Science Daily reveals a neurological truth, found during a first-of-its-kind study of teens’ brains while engaging in social media – that getting Likes on Facebook or Instagram lights up the same brain areas as eating chocolate or winning money:

The 32 teenagers, ages 13-18, were told they were participating in a small social network similar to the popular photo-sharing app, Instagram. In an experiment at UCLA’s Ahmanson-Lovelace Brain Mapping Center, the researchers showed them 148 photographs on a computer screen for 12 minutes, including 40 photos that each teenager submitted, and analyzed their brain activity using functional magnetic resonance imaging, or fMRI.

“When the teens saw their own photos with a large number of likes, we saw activity across a wide variety of regions in the brain,” said lead author Lauren Sherman, a researcher in the brain mapping center and the UCLA branch of the Children’s Digital Media Center, Los Angeles.

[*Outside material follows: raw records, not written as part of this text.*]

#[cfg(test)]
mod tests {
    use starcube::cube::{compute_cube, CubeOptions, MeasureSpec};
    use starcube::io::result_fingerprint;
    use starcube::join::DimensionLink;
    use starcube::model::{DataType, TypedColumn, TypedTable, Value};

    fn stores() -> TypedTable {
        (0..6i64).fold(
            TypedTable::new(
                "dim_store",
                vec![
                    TypedColumn::new("store_id", DataType::Int),
                    TypedColumn::new("city", DataType::Text),
                ],
            ),
            |t, id| t.with_row(vec![Value::Int(id), Value::from(format!("city{}", id % 4))]),
        )
    }

    /// Amounts are multiples of 0.5, so float sums do not depend on fold order.
    fn fact(rows: i64) -> TypedTable {
        (0..rows).fold(
            TypedTable::new(
                "fact",
                vec![
                    TypedColumn::new("store_id", DataType::Int),
                    TypedColumn::new("channel", DataType::Text),
                    TypedColumn::new("units", DataType::Int),
                    TypedColumn::new("amount", DataType::Float),
                ],
            ),
            |t, i| {
                let amount = if i % 9 == 0 {
                    Value::Null
                } else {
                    Value::Float((i % 23) as f64 * 0.5)
                };
                t.with_row(vec![
                    // store 7 has no dimension row
                    Value::Int(i % 8),
                    Value::from(if i % 3 == 0 { "web" } else { "shop" }),
                    Value::Int(i % 5),
                    amount,
                ])
            },
        )
    }

    fn measures() -> Vec<MeasureSpec> {
        vec![
            MeasureSpec::sum("units"),
            MeasureSpec::sum("amount"),
            MeasureSpec::count_rows(),
            MeasureSpec::count("amount"),
            MeasureSpec::avg("amount"),
            MeasureSpec::min("amount"),
            MeasureSpec::max("units"),
        ]
    }

    fn run(fact: &TypedTable, options: CubeOptions) -> starcube::CubeResult {
        let stores = stores();
        compute_cube(
            fact,
            &[(&stores, DimensionLink::new("dim_store", "store_id", "store_id"))],
            &["city", "channel"],
            &measures(),
            &options,
        )
        .unwrap()
    }

    #[test]
    fn test_parallel_matches_sequential() {
        let fact = fact(1_000);
        let parallel = CubeOptions {
            parallel: true,
            partition_rows: 7,
        };
        assert!(parallel.partitions(fact.num_rows()) > 1);

        let sequential = run(&fact, CubeOptions::sequential());
        let partitioned = run(&fact, parallel);
        assert_eq!(partitioned, sequential);
        assert_eq!(
            result_fingerprint(&partitioned).unwrap(),
            result_fingerprint(&sequential).unwrap()
        );
    }

    #[test]
    fn test_partition_size_does_not_change_result() {
        let fact = fact(257);
        let baseline = run(&fact, CubeOptions::sequential());
        for partition_rows in [1, 2, 64, 256, 257, 10_000] {
            let options = CubeOptions {
                parallel: true,
                partition_rows,
            };
            assert_eq!(run(&fact, options), baseline, "partition_rows = {}", partition_rows);
        }
    }

    #[test]
    fn test_parallel_empty_input() {
        let fact = fact(0);
        let result = run(
            &fact,
            CubeOptions {
                parallel: true,
                partition_rows: 1,
            },
        );
        assert_eq!(result.num_rows(), 1);
        assert_eq!(result.grand_total().unwrap().values[2], Value::Int(0));
    }
}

A region that was especially active is a part of the striatum called the nucleus accumbens, which is part of the brain’s reward circuitry, she said. This reward circuitry is thought to be particularly sensitive during adolescence. When the teenagers saw their photos with a large number of likes, the researchers also observed activation in regions that are known as the social brain and regions linked to visual attention.

The teenagers in the study viewed “neutral” photos — which included pictures of food and of friends — and “risky” photos — including of cigarettes, alcohol and teenagers wearing provocative clothing.

“For all three types of photographs — neutral, risky and even their own — the teens were more likely to click like if more people had liked them than if fewer people liked them,” said Greenfield, a UCLA distinguished professor of psychology. “The conformity effect, which was particularly large for their own pictures, shows the importance of peer-approval.”